2014 iPad iPhone iPod Buyers' Guide from iLounge.com

    Logitech Rechargeable Trackpad T651

    Apple’s Magic Trackpad went two and a half years without an equally appealing third-party competitor for the Mac. Finally, someone has taken a stab at improving on our favorite input device: Logitech’s Rechargeable Trackpad ($70) looks like a real contender. It has all the same features and functionalities of Apple’s controller, plus a built-in rechargeable battery, for roughly the same price.

    Just like the Magic Trackpad, Rechargeable Trackpad’s top surface is glass, and it supports all the Multi-Touch gestures you’ve come to know. It has a mechanical click for button presses, as well—absolutely essential, in our opinion. When it comes time to juice up the Bluetooth device, you simply plug in the USB cable and it’s good to go. If you don’t mind wires, you can even leave it plugged in and never worry about running out of power.

    Update: A few notes from initial hands-on testing of the Rechargeable Trackpad T651, a numerical distinction that separates it from a Windows version called Rechargeable Trackpad T650. The unit has a slightly larger touchable surface than the Magic Trackpad, and it’s more obviously made from matte-finished glass; a Logitech logo on the top center casts a shadow on the metallic silver surface beneath it.

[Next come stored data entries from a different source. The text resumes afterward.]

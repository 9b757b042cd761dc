use super::Scheme;
use url::Url;

/// Removes every `http://` and `https://` occurrence from a URL string
///
/// # Examples
///
/// ```
/// use cbs_scrape::url::strip_url_scheme;
///
/// assert_eq!(strip_url_scheme("https://www.example.com/page"), "www.example.com/page");
/// assert_eq!(strip_url_scheme("www.example.com"), "www.example.com");
/// ```
pub fn strip_url_scheme(url: &str) -> String {
    url.replace("https://", "").replace("http://", "")
}

/// Builds a full URL from a scheme-less host (optionally with a path)
///
/// A trailing slash is always appended, and a doubled trailing slash is
/// collapsed into one.
///
/// # Examples
///
/// ```
/// use cbs_scrape::url::{add_scheme_to_url, Scheme};
///
/// assert_eq!(add_scheme_to_url("www.example.com", Scheme::Https), "https://www.example.com/");
/// assert_eq!(add_scheme_to_url("www.example.com/", Scheme::Http), "http://www.example.com/");
/// ```
pub fn add_scheme_to_url(clean_url: &str, scheme: Scheme) -> String {
    let full_url = format!("{}://{}/", scheme, clean_url);

    match full_url.strip_suffix("//") {
        Some(head) => format!("{}/", head),
        None => full_url,
    }
}

/// Checks whether a string is an absolute URL (has both a scheme and a host)
pub fn is_url(url: &str) -> bool {
    match Url::parse(url) {
        Ok(parsed) => !parsed.scheme().is_empty() && parsed.has_host(),
        Err(_) => false,
    }
}

/// Returns the lower-cased file extension of an href, including the dot
///
/// The extension is taken from the last path segment only, so the top-level
/// domain of an absolute href is never mistaken for an extension.
/// Leading dots of a segment (hidden files) do not start an extension.
///
/// # Examples
///
/// ```
/// use cbs_scrape::url::href_extension;
///
/// assert_eq!(href_extension("/img/logo.PNG"), Some(".png".to_string()));
/// assert_eq!(href_extension("https://www.example.com"), None);
/// assert_eq!(href_extension("/contact"), None);
/// ```
pub fn href_extension(href: &str) -> Option<String> {
    let path = if is_url(href) {
        Url::parse(href)
            .map(|url| url.path().to_string())
            .unwrap_or_default()
    } else {
        href.to_string()
    };

    let segment = path.rsplit('/').next().unwrap_or_default();
    let segment = segment.trim_start_matches('.');

    segment.rfind('.').map(|idx| segment[idx..].to_lowercase())
}

/// Splits an href into its branch sections relative to the crawl's base URL
///
/// Both URLs are stripped of their scheme, every occurrence of the base is
/// removed from the href, one leading and one trailing slash are dropped and
/// the remainder is split on `/`. The first section is the branch.
///
/// # Examples
///
/// ```
/// use cbs_scrape::url::href_sections;
///
/// assert_eq!(
///     href_sections("https://www.example.com/cars/42", "https://www.example.com/"),
///     vec!["cars", "42"]
/// );
/// assert_eq!(href_sections("/about/", "https://www.example.com/"), vec!["about"]);
/// ```
pub fn href_sections(href: &str, base_url: &str) -> Vec<String> {
    let base = strip_url_scheme(base_url);
    let href = strip_url_scheme(href);

    let relative = if base.is_empty() {
        href
    } else {
        href.replace(&base, "")
    };

    let relative = relative.strip_prefix('/').unwrap_or(&relative);
    let relative = relative.strip_suffix('/').unwrap_or(relative);

    relative.split('/').map(str::to_string).collect()
}
#[tokio::test]
async fn test_absolute_links_are_resolved_when_scheme_is_unknown() {
    let mock_server = MockServer::start().await;
    mount_site_with_absolute_links(&mock_server).await;

    let mut options = proxied_options(&mock_server);
    options.scheme = None;
    options.ssl_valid = None;

    let search = SiteSearch::new("www.example.nl", zip_spec(), options)
        .await
        .unwrap();

    assert_eq!(search.url(), "http://www.example.nl/");
    let heads = head_paths(&mock_server).await;
    assert!(heads.contains(&"/contact/".to_string()));
    assert!(heads.contains(&"/go/".to_string()));

    // the redirect lands on another site, so the link is external
    assert_eq!(search.external_links(), ["partner.test"]);
    assert_eq!(get_paths(&mock_server).await, vec!["/", "/contact/"]);
    assert_eq!(search.matches().get("zip"), ["1234 AB"]);
}

#[tokio::test]
async fn test_absolute_links_are_not_resolved_with_known_scheme() {
    let mock_server = MockServer::start().await;
    mount_site_with_absolute_links(&mock_server).await;

    let search = SiteSearch::new("www.example.nl", zip_spec(), proxied_options(&mock_server))
        .await
        .unwrap();

    assert!(head_paths(&mock_server).await.is_empty());
    assert!(search.external_links().is_empty());
    assert_eq!(get_paths(&mock_server).await, vec!["/", "/contact/", "/go/"]);
}

#[tokio::test]
async fn test_unbounded_timeouts_do_not_abort_the_crawl() {
    let mock_server = MockServer::start().await;
    mount_page(&mock_server, "/", "<p>1234 AB</p>").await;

    let mut options = create_test_options();
    options.crawler.timeout = f64::INFINITY;
    options.http.probe_timeout = f64::NAN;
    options.http.backoff_factor = 1e308;

    let search = SiteSearch::new(mock_server.uri(), zip_spec(), options)
        .await
        .unwrap();

    assert_eq!(search.exists(), Some(true));
    assert_eq!(search.matches().get("zip"), ["1234 AB"]);
}

#[tokio::test]
async fn test_cached_pages_are_fetched_once() {
    let mock_server = MockServer::start().await;
    let dir = tempdir().unwrap();

    Mock::given(method("GET"))
        .and(path("/"))
        .respond_with(html(r#"<a href="/contact">Contact</a>"#))
        .expect(1)
        .mount(&mock_server)
        .await;
    Mock::given(method("GET"))
        .and(path("/contact"))
        .respond_with(html("<p>2613 AB</p>"))
        .expect(1)
        .mount(&mock_server)
        .await;

    let mut options = create_test_options();
    options.cache = CacheConfig {
        enabled: true,
        directory: dir.path().to_string_lossy().to_string(),
        max_size: None,
    };

    let first = SiteSearch::new(mock_server.uri(), zip_spec(), options.clone())
        .await
        .unwrap();
    let second = SiteSearch::new(mock_server.uri(), zip_spec(), options)
        .await
        .unwrap();

    assert_eq!(first.matches(), second.matches());
    assert_eq!(second.matches().get("zip"), ["2613 AB"]);
    assert_eq!(cache_files(dir.path()), 2);
}

#[tokio::test]
async fn test_zero_cache_budget_writes_nothing() {
    let mock_server = MockServer::start().await;
    let dir = tempdir().unwrap();
    let cache_dir = dir.path().join("pages");

    mount_page(&mock_server, "/", "<p>2613 AB</p>").await;

    let mut options = create_test_options();
    options.cache = CacheConfig {
        enabled: true,
        directory: cache_dir.to_string_lossy().to_string(),
        max_size: Some(0),
    };

    let search = SiteSearch::new(mock_server.uri(), zip_spec(), options)
        .await
        .unwrap();

    assert_eq!(search.matches().get("zip"), ["2613 AB"]);
    assert_eq!(cache_files(&cache_dir), 0);
}

#[tokio::test]
async fn test_zero_cache_budget_serves_existing_entries() {
    let mock_server = MockServer::start().await;
    let dir = tempdir().unwrap();

    Mock::given(method("GET"))
        .respond_with(html("<p>9999 ZZ</p>"))
        .expect(0)
        .mount(&mock_server)
        .await;

    let base_url = format!("{}/", mock_server.uri());
    let cache = DiskCache::new(DiskBlobStore::new(dir.path()), None);
    let key = make_cache_file_name(FETCH_FUNCTION_NAME, &[base_url.as_str()]);
    cache
        .persist(
            &key,
            &Page {
                url: base_url.clone(),
                status_code: 200,
                content_type: Some("text/html".to_string()),
                body: "<p>2613 AB</p>".to_string(),
            },
        )
        .unwrap();

    let mut options = create_test_options();
    options.cache = CacheConfig {
        enabled: true,
        directory: dir.path().to_string_lossy().to_string(),
        max_size: Some(0),
    };

    let search = SiteSearch::new(mock_server.uri(), zip_spec(), options)
        .await
        .unwrap();

    assert_eq!(search.exists(), Some(true));
    assert_eq!(search.matches().get("zip"), ["2613 AB"]);
}

#[tokio::test]
async fn test_retry_on_forcelisted_status() {
    let mock_server = MockServer::start().await;

    Mock::given(method("GET"))
        .and(path("/"))
        .respond_with(ResponseTemplate::new(503))
        .up_to_n_times(1)
        .expect(1)
        .mount(&mock_server)
        .await;
    mount_page(&mock_server, "/", "<p>2613 AB</p>").await;

    let mut options = create_test_options();
    options.http.retries = 1;

    let search = SiteSearch::new(mock_server.uri(), zip_spec(), options)
        .await
        .unwrap();

    assert_eq!(search.exists(), Some(true));
    assert_eq!(search.matches().get("zip"), ["2613 AB"]);
}

#[tokio::test]
async fn test_page_not_found_is_not_fatal() {
    let mock_server = MockServer::start().await;

    mount_page(
        &mock_server,
        "/",
        r#"<a href="/gone">Gone</a><a href="/contact">Contact</a>"#,
    )
    .await;
    mount_page(&mock_server, "/contact", "<p>2613 AB</p>").await;

    let search = SiteSearch::new(mock_server.uri(), zip_spec(), create_test_options())
        .await
        .unwrap();

    assert_eq!(search.stats().pages_failed, 1);
    assert_eq!(search.matches().get("zip"), ["2613 AB"]);
}

#[tokio::test]
async fn test_tolerant_fetcher() {
    let options = FetchOptions {
        timeout: Some(Duration::from_secs(2)),
        ..FetchOptions::default()
    };

    let tolerated = get_page_from_url(None, "http://127.0.0.1:1/", &options, false).await;
    assert_eq!(tolerated, Ok(None));

    let raised = get_page_from_url(None, "http://127.0.0.1:1/", &options, true).await;
    assert!(matches!(raised, Err(FetchError::ConnectionRefused(_))));
}
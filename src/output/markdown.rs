//! Markdown summary generation
//!
//! This module generates a human-readable markdown report of a site search:
//! the resolved site, crawl counters, matches per search key with the page
//! they were last found on, and the external sites linked to.

use crate::output::traits::{OutputError, OutputResult, SearchSummary, SummaryWriter};
use std::fs::File;
use std::io::Write;
use std::path::{Path, PathBuf};

/// Generates a markdown summary of a site search
///
/// # Arguments
///
/// * `summary` - The search summary data
/// * `output_path` - Path where the markdown file should be written
///
/// # Returns
///
/// * `Ok(())` - Successfully wrote markdown summary
/// * `Err(OutputError)` - Failed to write summary
pub fn generate_markdown_summary(summary: &SearchSummary, output_path: &Path) -> OutputResult<()> {
    let markdown = format_markdown_summary(summary);

    let mut file = File::create(output_path).map_err(|e| {
        OutputError::Write(format!("cannot create {}: {}", output_path.display(), e))
    })?;
    file.write_all(markdown.as_bytes())?;

    Ok(())
}

/// Formats a search summary as markdown
pub fn format_markdown_summary(summary: &SearchSummary) -> String {
    let mut md = String::new();

    // Title
    md.push_str(&format!("# Site Search: {}\n\n", summary.target));

    // Site
    md.push_str("## Site\n\n");
    md.push_str(&format!("- **URL**: {}\n", summary.url));
    let exists = match summary.exists {
        Some(true) => "yes",
        Some(false) => "no",
        None => "not checked",
    };
    md.push_str(&format!("- **Exists**: {}\n", exists));
    md.push_str(&format!(
        "- **Processed**: {}\n",
        summary.processed_at.format("%Y-%m-%d %H:%M:%S UTC")
    ));
    if let Some(hash) = &summary.config_hash {
        md.push_str(&format!("- **Config Hash**: {}\n", hash));
    }
    md.push('\n');

    // Crawl counters
    md.push_str("## Crawl Statistics\n\n");
    md.push_str("| Counter | Value |\n");
    md.push_str("|---------|-------|\n");
    md.push_str(&format!(
        "| Pages Visited | {} |\n",
        summary.stats.pages_visited
    ));
    md.push_str(&format!("| Pages Failed | {} |\n", summary.stats.pages_failed));
    md.push_str(&format!(
        "| Frames Followed | {} |\n",
        summary.stats.frames_followed
    ));
    md.push_str(&format!(
        "| Links Followed | {} |\n",
        summary.stats.hrefs_followed
    ));
    md.push_str(&format!("| Matches | {} |\n\n", summary.total_matches()));

    // Matches
    md.push_str("## Matches\n\n");
    for key_matches in &summary.matches {
        md.push_str(&format!("### {}\n\n", key_matches.key));
        if key_matches.found.is_empty() {
            md.push_str("No matches.\n\n");
            continue;
        }

        md.push_str("| Match | Count | Last Seen |\n");
        md.push_str("|-------|-------|-----------|\n");
        for found in &key_matches.found {
            md.push_str(&format!(
                "| {} | {} | {} |\n",
                found.value,
                found.count,
                found.url.as_deref().unwrap_or("-")
            ));
        }
        md.push('\n');
    }

    // Followed links
    if !summary.links_followed.is_empty() {
        md.push_str("## Links Followed\n\n");
        for (url, clicks) in &summary.links_followed {
            md.push_str(&format!("- {} ({})\n", url, clicks));
        }
        md.push('\n');
    }

    // External links
    if !summary.external_links.is_empty() {
        md.push_str("## External Links\n\n");
        md.push_str(&format!("Total: {}\n\n", summary.external_links.len()));
        for host in &summary.external_links {
            md.push_str(&format!("- {}\n", host));
        }
        md.push('\n');
    }

    md
}

/// Writes the markdown report to a fixed path
#[derive(Debug, Clone)]
pub struct MarkdownWriter {
    path: PathBuf,
}

impl MarkdownWriter {
    pub fn new(path: impl Into<PathBuf>) -> Self {
        Self { path: path.into() }
    }

    pub fn path(&self) -> &Path {
        &self.path
    }
}

impl SummaryWriter for MarkdownWriter {
    fn write_summary(&self, summary: &SearchSummary) -> OutputResult<()> {
        generate_markdown_summary(summary, &self.path)
    }
}
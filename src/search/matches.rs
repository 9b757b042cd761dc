use std::collections::HashMap;

/// Matches accumulated over one crawl
///
/// For every search key the matched strings are kept in discovery order
/// (duplicates included). A side table remembers the last page on which each
/// distinct match was seen. The record only ever grows.
#[derive(Debug, Clone, Default, PartialEq, Eq)]
pub struct MatchRecord {
    keys: Vec<String>,
    matches: HashMap<String, Vec<String>>,
    url_per_match: HashMap<String, HashMap<String, String>>,
}

impl MatchRecord {
    /// Creates an empty record with one (empty) entry per key
    pub fn new<I, S>(keys: I) -> Self
    where
        I: IntoIterator<Item = S>,
        S: Into<String>,
    {
        let mut record = Self::default();
        for key in keys {
            record.ensure_key(key.into());
        }
        record
    }

    fn ensure_key(&mut self, key: String) {
        if !self.matches.contains_key(&key) {
            self.matches.insert(key.clone(), Vec::new());
            self.url_per_match.insert(key.clone(), HashMap::new());
            self.keys.push(key);
        }
    }

    /// Appends the matches found for `key` on the page at `url`
    pub fn record(&mut self, key: &str, found: Vec<String>, url: &str) {
        self.ensure_key(key.to_string());

        if let Some(urls) = self.url_per_match.get_mut(key) {
            for m in &found {
                urls.insert(m.clone(), url.to_string());
            }
        }

        if let Some(list) = self.matches.get_mut(key) {
            list.extend(found);
        }
    }

    /// Matches for `key` in discovery order
    pub fn get(&self, key: &str) -> &[String] {
        self.matches.get(key).map(Vec::as_slice).unwrap_or(&[])
    }

    pub fn has_any(&self, key: &str) -> bool {
        !self.get(key).is_empty()
    }

    /// The last page on which `matched` was found for `key`
    pub fn url_for(&self, key: &str, matched: &str) -> Option<&str> {
        self.url_per_match
            .get(key)
            .and_then(|urls| urls.get(matched))
            .map(String::as_str)
    }

    pub fn keys(&self) -> impl Iterator<Item = &str> {
        self.keys.iter().map(String::as_str)
    }

    /// (key, matches) pairs in key order
    pub fn iter(&self) -> impl Iterator<Item = (&str, &[String])> {
        self.keys.iter().map(|key| (key.as_str(), self.get(key)))
    }

    /// Total number of matches over all keys
    pub fn total(&self) -> usize {
        self.matches.values().map(Vec::len).sum()
    }

    pub fn is_empty(&self) -> bool {
        self.total() == 0
    }
}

Apple’s unit feels like metal and glass; Logitech’s more like glass and plastic—not hugely different, but different. A green and blue light peers out from the upper right corner of the top surface to indicate power and pairing status before disappearing, a nice effect.

    T651 also has a slanted triangular side profile, which removes Apple’s battery tube in favor of a large, flat battery pack that rests directly below the control surface. In addition to a Micro-USB port on the computer-facing back side, a power switch on the right enables T651 to be easily turned on and off, while a Bluetooth pairing button on the bottom lets you re-pair it in the event that you don’t pair it successfully the first time with your Mac, or want to use it with a second machine. Four rubber feet are on the bottom, with the lower two serving as the “click” mechanism; the click isn’t quite as satisfying as on the Magic Trackpad, but again, not terribly different.

    Logitech requires you to download a driver in order to use the Trackpad fully with your Mac. Before installing the driver—which wasn’t available when we first received T651 for review—we noted that finger tracking wasn’t particularly precise without it, moving in fits and spurts. Even after installing the driver, which sets up a new System Preferences panel called the Logitech Preference Manager, we didn’t find the Trackpad’s sensitivity to be quite right. Rather than precisely tracking our finger motions, the cursor often moved in unpredictable arcs towards different locations on the screen, something that we couldn’t fully remedy with any of the Manager’s settings. On the other hand, the software enables a large collection of multi-touch gestures akin to Apple’s, and they work pretty much as expected. If the basic scrolling of the T651 was improved, we’d have every reason to recommend it over the Apple Magic Trackpad; without that accuracy, however, it’s close but not quite where it needs to be.